▶ TASK BRIEF
Below are the entries. Transcribe exactly the lines from the one with "let sealer = match" through the one with "let state = match", ends included, and leave out all others.

━━━━━ DATA EXTRACTS ━━━━━

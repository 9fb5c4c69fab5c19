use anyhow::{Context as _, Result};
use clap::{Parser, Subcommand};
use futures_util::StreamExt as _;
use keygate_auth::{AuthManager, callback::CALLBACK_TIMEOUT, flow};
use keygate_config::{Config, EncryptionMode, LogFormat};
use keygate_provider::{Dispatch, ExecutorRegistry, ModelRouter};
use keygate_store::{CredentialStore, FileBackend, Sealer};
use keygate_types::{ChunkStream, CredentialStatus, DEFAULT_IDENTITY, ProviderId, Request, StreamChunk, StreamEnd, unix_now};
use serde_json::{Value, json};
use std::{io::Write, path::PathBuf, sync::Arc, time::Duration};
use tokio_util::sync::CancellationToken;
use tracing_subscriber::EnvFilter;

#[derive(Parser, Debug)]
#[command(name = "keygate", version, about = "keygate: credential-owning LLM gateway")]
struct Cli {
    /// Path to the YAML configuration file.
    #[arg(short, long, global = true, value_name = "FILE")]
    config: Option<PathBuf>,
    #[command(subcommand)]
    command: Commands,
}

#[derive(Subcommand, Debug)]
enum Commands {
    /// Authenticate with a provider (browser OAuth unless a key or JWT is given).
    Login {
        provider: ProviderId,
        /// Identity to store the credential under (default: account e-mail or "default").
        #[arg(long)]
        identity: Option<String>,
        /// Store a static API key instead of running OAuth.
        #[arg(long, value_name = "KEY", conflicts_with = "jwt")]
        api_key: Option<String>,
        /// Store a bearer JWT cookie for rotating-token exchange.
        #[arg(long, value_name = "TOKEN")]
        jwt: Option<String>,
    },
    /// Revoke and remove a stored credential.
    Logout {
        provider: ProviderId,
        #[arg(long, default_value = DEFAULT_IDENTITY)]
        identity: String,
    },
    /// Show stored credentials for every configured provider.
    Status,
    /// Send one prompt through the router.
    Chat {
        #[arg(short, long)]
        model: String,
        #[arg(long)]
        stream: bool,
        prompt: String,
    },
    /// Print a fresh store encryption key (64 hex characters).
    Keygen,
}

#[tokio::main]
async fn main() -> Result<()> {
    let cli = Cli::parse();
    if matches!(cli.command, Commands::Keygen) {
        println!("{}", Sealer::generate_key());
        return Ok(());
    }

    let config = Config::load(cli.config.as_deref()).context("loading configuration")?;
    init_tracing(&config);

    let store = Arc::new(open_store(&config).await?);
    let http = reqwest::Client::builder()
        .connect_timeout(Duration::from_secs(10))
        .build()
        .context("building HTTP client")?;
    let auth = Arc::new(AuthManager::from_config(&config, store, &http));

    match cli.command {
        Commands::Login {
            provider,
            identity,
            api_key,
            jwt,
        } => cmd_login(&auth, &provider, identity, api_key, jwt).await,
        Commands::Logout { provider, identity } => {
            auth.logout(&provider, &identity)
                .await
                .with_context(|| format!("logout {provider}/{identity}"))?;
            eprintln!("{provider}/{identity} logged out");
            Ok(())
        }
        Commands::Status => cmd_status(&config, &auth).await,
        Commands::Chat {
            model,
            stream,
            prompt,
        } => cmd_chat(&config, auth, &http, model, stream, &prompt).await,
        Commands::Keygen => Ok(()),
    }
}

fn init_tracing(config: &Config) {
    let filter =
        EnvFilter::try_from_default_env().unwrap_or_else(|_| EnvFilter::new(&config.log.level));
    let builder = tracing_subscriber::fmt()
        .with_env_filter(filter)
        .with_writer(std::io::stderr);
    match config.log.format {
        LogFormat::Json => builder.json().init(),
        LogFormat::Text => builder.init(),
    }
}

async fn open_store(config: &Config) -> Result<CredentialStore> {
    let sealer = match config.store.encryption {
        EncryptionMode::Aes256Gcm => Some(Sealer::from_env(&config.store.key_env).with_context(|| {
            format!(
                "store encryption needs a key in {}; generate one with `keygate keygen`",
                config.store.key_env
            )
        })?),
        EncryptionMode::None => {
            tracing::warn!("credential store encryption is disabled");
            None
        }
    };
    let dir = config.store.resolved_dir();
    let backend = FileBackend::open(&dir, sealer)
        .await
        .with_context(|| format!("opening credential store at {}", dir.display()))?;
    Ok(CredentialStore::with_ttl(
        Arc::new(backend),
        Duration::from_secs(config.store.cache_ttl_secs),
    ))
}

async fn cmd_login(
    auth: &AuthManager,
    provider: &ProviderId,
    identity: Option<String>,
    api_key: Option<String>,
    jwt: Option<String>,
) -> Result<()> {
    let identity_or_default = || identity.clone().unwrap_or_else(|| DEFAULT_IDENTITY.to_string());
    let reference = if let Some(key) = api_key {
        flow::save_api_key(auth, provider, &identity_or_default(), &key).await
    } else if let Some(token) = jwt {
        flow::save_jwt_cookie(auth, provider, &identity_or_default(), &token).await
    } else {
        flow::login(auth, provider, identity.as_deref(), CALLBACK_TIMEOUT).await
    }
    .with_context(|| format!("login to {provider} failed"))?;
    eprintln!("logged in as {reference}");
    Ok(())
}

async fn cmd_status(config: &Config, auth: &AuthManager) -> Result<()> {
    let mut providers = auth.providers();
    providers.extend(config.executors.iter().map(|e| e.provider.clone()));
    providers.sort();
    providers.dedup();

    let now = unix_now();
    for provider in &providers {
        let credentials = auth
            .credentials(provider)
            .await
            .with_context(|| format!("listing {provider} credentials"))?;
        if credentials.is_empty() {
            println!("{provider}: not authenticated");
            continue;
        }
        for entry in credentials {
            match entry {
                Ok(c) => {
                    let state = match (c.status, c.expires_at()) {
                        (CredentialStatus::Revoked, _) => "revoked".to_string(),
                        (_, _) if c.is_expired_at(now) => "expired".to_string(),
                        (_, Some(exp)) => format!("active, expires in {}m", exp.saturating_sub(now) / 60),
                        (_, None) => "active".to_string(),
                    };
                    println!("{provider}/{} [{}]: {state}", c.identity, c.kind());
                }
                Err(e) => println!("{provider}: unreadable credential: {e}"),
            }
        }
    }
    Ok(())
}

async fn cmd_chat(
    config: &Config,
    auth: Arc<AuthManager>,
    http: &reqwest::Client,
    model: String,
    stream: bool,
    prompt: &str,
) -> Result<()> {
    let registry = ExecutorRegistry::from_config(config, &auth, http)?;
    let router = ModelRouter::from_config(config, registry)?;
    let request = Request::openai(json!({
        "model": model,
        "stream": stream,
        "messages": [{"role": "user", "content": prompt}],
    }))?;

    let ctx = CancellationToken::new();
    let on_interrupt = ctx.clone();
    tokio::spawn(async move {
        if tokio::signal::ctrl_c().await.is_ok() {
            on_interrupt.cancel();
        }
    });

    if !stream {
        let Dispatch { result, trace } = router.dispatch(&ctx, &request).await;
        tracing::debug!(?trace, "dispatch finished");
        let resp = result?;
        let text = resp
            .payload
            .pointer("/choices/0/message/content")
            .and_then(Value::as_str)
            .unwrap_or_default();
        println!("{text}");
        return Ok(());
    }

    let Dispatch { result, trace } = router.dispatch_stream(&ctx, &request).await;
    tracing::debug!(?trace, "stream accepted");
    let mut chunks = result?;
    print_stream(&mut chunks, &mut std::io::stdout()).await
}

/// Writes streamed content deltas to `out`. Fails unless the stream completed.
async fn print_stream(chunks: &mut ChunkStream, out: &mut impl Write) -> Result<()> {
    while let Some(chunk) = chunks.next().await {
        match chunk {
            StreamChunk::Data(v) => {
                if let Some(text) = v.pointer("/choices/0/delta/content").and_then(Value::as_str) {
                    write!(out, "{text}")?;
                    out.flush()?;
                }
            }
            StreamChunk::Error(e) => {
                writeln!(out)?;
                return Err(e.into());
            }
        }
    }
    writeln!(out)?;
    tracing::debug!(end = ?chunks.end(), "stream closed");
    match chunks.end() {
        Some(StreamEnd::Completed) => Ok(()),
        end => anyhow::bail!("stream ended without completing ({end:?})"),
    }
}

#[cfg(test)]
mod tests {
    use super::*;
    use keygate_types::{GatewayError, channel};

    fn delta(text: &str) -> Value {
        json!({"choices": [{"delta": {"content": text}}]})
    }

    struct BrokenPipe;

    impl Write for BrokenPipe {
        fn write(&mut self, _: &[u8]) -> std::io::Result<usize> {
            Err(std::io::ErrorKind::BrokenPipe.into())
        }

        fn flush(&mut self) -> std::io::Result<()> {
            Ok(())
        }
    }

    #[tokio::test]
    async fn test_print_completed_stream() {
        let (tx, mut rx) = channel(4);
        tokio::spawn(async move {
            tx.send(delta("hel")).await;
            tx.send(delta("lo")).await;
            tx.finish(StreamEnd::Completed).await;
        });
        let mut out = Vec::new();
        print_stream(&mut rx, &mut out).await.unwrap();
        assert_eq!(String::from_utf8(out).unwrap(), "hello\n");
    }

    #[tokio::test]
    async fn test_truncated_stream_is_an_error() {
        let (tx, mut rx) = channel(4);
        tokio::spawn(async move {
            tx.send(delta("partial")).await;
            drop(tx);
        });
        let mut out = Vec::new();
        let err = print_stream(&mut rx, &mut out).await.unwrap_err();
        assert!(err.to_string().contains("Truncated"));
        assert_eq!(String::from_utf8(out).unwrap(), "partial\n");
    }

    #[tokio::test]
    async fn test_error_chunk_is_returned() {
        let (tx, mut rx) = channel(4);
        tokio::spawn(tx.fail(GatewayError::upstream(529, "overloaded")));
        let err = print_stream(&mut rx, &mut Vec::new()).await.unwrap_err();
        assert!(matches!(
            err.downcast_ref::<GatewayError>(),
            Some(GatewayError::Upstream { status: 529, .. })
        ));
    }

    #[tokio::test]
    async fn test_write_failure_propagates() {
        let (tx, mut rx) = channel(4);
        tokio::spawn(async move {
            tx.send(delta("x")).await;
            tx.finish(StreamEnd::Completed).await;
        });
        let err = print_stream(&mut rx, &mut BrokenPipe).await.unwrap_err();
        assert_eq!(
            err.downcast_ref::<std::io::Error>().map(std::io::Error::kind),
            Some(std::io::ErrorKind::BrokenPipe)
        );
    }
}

━━━━━

▶ FINAL ANSWER
    let sealer = match config.store.encryption {
        EncryptionMode::Aes256Gcm => Some(Sealer::from_env(&config.store.key_env).with_context(|| {
            format!(
                "store encryption needs a key in {}; generate one with `keygate keygen`",
                config.store.key_env
            )
        })?),
        EncryptionMode::None => {
            tracing::warn!("credential store encryption is disabled");
            None
        }
    };
    let dir = config.store.resolved_dir();
    let backend = FileBackend::open(&dir, sealer)
        .await
        .with_context(|| format!("opening credential store at {}", dir.display()))?;
    Ok(CredentialStore::with_ttl(
        Arc::new(backend),
        Duration::from_secs(config.store.cache_ttl_secs),
    ))
}

async fn cmd_login(
    auth: &AuthManager,
    provider: &ProviderId,
    identity: Option<String>,
    api_key: Option<String>,
    jwt: Option<String>,
) -> Result<()> {
    let identity_or_default = || identity.clone().unwrap_or_else(|| DEFAULT_IDENTITY.to_string());
    let reference = if let Some(key) = api_key {
        flow::save_api_key(auth, provider, &identity_or_default(), &key).await
    } else if let Some(token) = jwt {
        flow::save_jwt_cookie(auth, provider, &identity_or_default(), &token).await
    } else {
        flow::login(auth, provider, identity.as_deref(), CALLBACK_TIMEOUT).await
    }
    .with_context(|| format!("login to {provider} failed"))?;
    eprintln!("logged in as {reference}");
    Ok(())
}

async fn cmd_status(config: &Config, auth: &AuthManager) -> Result<()> {
    let mut providers = auth.providers();
    providers.extend(config.executors.iter().map(|e| e.provider.clone()));
    providers.sort();
    providers.dedup();

    let now = unix_now();
    for provider in &providers {
        let credentials = auth
            .credentials(provider)
            .await
            .with_context(|| format!("listing {provider} credentials"))?;
        if credentials.is_empty() {
            println!("{provider}: not authenticated");
            continue;
        }
        for entry in credentials {
            match entry {
                Ok(c) => {
                    let state = match (c.status, c.expires_at()) {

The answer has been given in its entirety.